A local human rights group, Al-Shehab Centre for Human Rights, reported that in addition to Hussein, two of his brothers were also detained. The centre said Hussein had been on vacation when security forces allegedly detained him on Tuesday for 15 hours. During this time his passport was allegedly confiscated and his brothers were arrested shortly after,
The Al-Bawaba news portal, a pro-state media outlet owned by the controversial member of parliament Abdel Rahim Ali, published an article citing anonymous security sources which accuses Hussein of attempting to incite the toppling of the regime.
The newspaper reported that Hussein was making videos that were damaging to state institutions and without the permission of Egyptian authorities. The videos, the article claims, “distorted the efforts of the state and incited against the regime.”
Hussein worked in Al-Jazeera’s Cairo bureau until it was shut down in 2013. he has since worked for the network’s Qatar bureau.

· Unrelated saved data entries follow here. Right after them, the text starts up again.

//! A lexical token from a source file, along with streams for said token

use crate::spanned::{Span, Spanned};
use itertools::Itertools;
use std::fmt::{Debug, Display, Formatter};

/// A lexical token from a source file
#[derive(Clone, PartialEq)]
pub struct Token {
    kind: TokenKind,
    lexeme: String,
    span: Span,
}

impl Token {
    /// Creates a new token
    pub fn new(kind: TokenKind, lexeme: impl Into<String>, span: Span) -> Self {
        Self {
            kind,
            lexeme: lexeme.into(),
            span,
        }
    }

    /// Gets the kind for this token
    pub fn kind(&self) -> TokenKind {
        self.kind
    }

    /// Gets the exact source text of this token
    pub fn lexeme(&self) -> &str {
        &self.lexeme
    }

    /// The 1-based line this token appears on
    pub fn line(&self) -> usize {
        self.span.line()
    }
}

impl Debug for Token {
    fn fmt(&self, f: &mut Formatter<'_>) -> std::fmt::Result {
        write!(f, "{}({:?})@{}", self.kind, self.lexeme, self.span.line())
    }
}

impl Display for Token {
    fn fmt(&self, f: &mut Formatter<'_>) -> std::fmt::Result {
        write!(f, "'{}' ({})", self.lexeme, self.kind)
    }
}

impl Spanned for Token {
    fn span(&self) -> Span {
        self.span
    }
}

/// The kind for this token.
///
/// The display form is the upper case name used in diagnostics, ie `INTEGER_LITERAL`.
#[derive(Debug, Copy, Clone, PartialEq, Eq, Hash, strum::Display, strum::IntoStaticStr)]
#[strum(serialize_all = "SCREAMING_SNAKE_CASE")]
pub enum TokenKind {
    Begin,
    End,

    Int,
    Float,

    If,
    Then,
    Endif,
    Else,
    Endelse,
    While,
    Do,
    Endwhile,

    Print,
    Scan,

    Function,
    Procedure,
    Return,

    #[strum(serialize = "LPAREN")]
    LParen,
    #[strum(serialize = "RPAREN")]
    RParen,
    Comma,
    Semicolon,

    Plus,
    Minus,
    Asterisk,
    Slash,

    /// =
    Assign,
    /// ==
    Eq,
    Lt,
    Lte,
    Gt,
    Gte,
    /// !=
    Neq,

    Identifier,

    IntegerLiteral,
    FloatLiteral,

    /// EOF, will only appear at the end of a token stream
    Eof,
    /// A character the lexer does not recognize
    Unknown,
}

impl TokenKind {
    /// The fixed source spelling of this kind, if it has one
    pub fn spelling(&self) -> Option<&'static str> {
        use TokenKind::*;
        let s = match self {
            Begin => "begin",
            End => "end",
            Int => "int",
            Float => "float",
            If => "if",
            Then => "then",
            Endif => "endif",
            Else => "else",
            Endelse => "endelse",
            While => "while",
            Do => "do",
            Endwhile => "endwhile",
            Print => "print",
            Scan => "scan",
            Function => "function",
            Procedure => "procedure",
            Return => "return",
            LParen => "(",
            RParen => ")",
            Comma => ",",
            Semicolon => ";",
            Plus => "+",
            Minus => "-",
            Asterisk => "*",
            Slash => "/",
            Assign => "=",
            Eq => "==",
            Lt => "<",
            Lte => "<=",
            Gt => ">",
            Gte => ">=",
            Neq => "!=",
            Identifier | IntegerLiteral | FloatLiteral | Eof | Unknown => return None,
        };
        Some(s)
    }

    /// Describes this kind for a human, quoting fixed spellings
    pub fn describe(&self) -> String {
        match self.spelling() {
            Some(spelling) => format!("'{spelling}'"),
            None => match self {
                TokenKind::Identifier => "an identifier".to_string(),
                TokenKind::IntegerLiteral => "an integer literal".to_string(),
                TokenKind::FloatLiteral => "a float literal".to_string(),
                TokenKind::Eof => "end of input".to_string(),
                _ => "an unknown character".to_string(),
            },
        }
    }

    /// Describes a set of alternatives, ie `'int' or 'float'`
    pub fn describe_any(kinds: &[TokenKind]) -> String {
        kinds.iter().map(TokenKind::describe).join(" or ")
    }
}

/// A finite stream of tokens that always ends with a single [TokenKind::Eof] token.
#[derive(Debug, Clone, PartialEq)]
pub struct TokenStream(Vec<Token>);

impl FromIterator<Token> for TokenStream {
    fn from_iter<T: IntoIterator<Item = Token>>(iter: T) -> Self {
        let mut tokens = iter
            .into_iter()
            .take_while_inclusive(|token| token.kind() != TokenKind::Eof)
            .collect::<Vec<_>>();
        if tokens.last().map(|t| t.kind()) != Some(TokenKind::Eof) {
            let span = tokens
                .last()
                .map(|t| t.span().end())
                .unwrap_or(Span::new(0, 0, 1, 0));
            tokens.push(Token::new(TokenKind::Eof, "EOF", span));
        }
        Self(tokens)
    }
}

impl Default for TokenStream {
    fn default() -> Self {
        Self::new()
    }
}

impl TokenStream {
    /// Creates a stream containing only the end marker
    #[inline]
    pub fn new() -> Self {
        TokenStream::from_iter(std::iter::empty())
    }

    /// All tokens, end marker included
    pub fn tokens(&self) -> &[Token] {
        &self.0
    }

    /// An iterator over all tokens, end marker included
    pub fn iter(&self) -> std::slice::Iter<'_, Token> {
        self.0.iter()
    }

    /// The number of tokens, end marker included
    pub fn len(&self) -> usize {
        self.0.len()
    }

    /// Whether the stream has nothing but the end marker
    pub fn is_empty(&self) -> bool {
        self.0.len() == 1
    }
}

impl<'a> IntoIterator for &'a TokenStream {
    type Item = &'a Token;
    type IntoIter = std::slice::Iter<'a, Token>;

    fn into_iter(self) -> Self::IntoIter {
        self.0.iter()
    }
}

#[cfg(test)]
mod tests {
    use super::*;

    fn token(kind: TokenKind, lexeme: &str, offset: usize) -> Token {
        Token::new(kind, lexeme, Span::new(offset, lexeme.len(), 1, offset))
    }

    #[test]
    fn test_empty_token_stream_has_eof() {
        let stream = TokenStream::new();
        assert!(stream.is_empty());
        assert_eq!(stream.tokens()[0].kind(), TokenKind::Eof);
        assert_eq!(stream.tokens()[0].lexeme(), "EOF");
    }

    #[test]
    fn test_eof_appended_after_last_token() {
        let stream = TokenStream::from_iter([token(TokenKind::Begin, "begin", 0)]);
        assert_eq!(stream.len(), 2);
        assert_eq!(stream.tokens()[1].kind(), TokenKind::Eof);
        assert_eq!(stream.tokens()[1].span().offset(), 5);
    }

    #[test]
    fn test_tokens_after_eof_are_dropped() {
        let stream = TokenStream::from_iter([
            token(TokenKind::Eof, "EOF", 0),
            token(TokenKind::Begin, "begin", 0),
        ]);
        assert_eq!(stream.len(), 1);
    }

    #[test]
    fn test_kind_names() {
        assert_eq!(TokenKind::IntegerLiteral.to_string(), "INTEGER_LITERAL");
        assert_eq!(TokenKind::LParen.to_string(), "LPAREN");
        assert_eq!(TokenKind::Semicolon.to_string(), "SEMICOLON");
        assert_eq!(TokenKind::Endwhile.to_string(), "ENDWHILE");
        assert_eq!(TokenKind::Eof.to_string(), "EOF");
    }

    #[test]
    fn test_describe_any() {
        assert_eq!(
            TokenKind::describe_any(&[TokenKind::Int, TokenKind::Float]),
            "'int' or 'float'"
        );
        assert_eq!(TokenKind::Identifier.describe(), "an identifier");
    }

    #[test]
    fn test_token_display() {
        let t = token(TokenKind::Identifier, "x", 0);
        assert_eq!(t.to_string(), "'x' (IDENTIFIER)");
    }
}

Al-Jazeera has become a controversial network in Egypt, particularly following the ouster of the former president Mohamed Morsi. Al-Jazeera has been criticised for its apparent bias in favour of the Muslim Brotherhood.
The channel produced a documentary last month tackling military conscription in Egypt. The documentary was met with widespread criticism from state institutions and proponents of the army.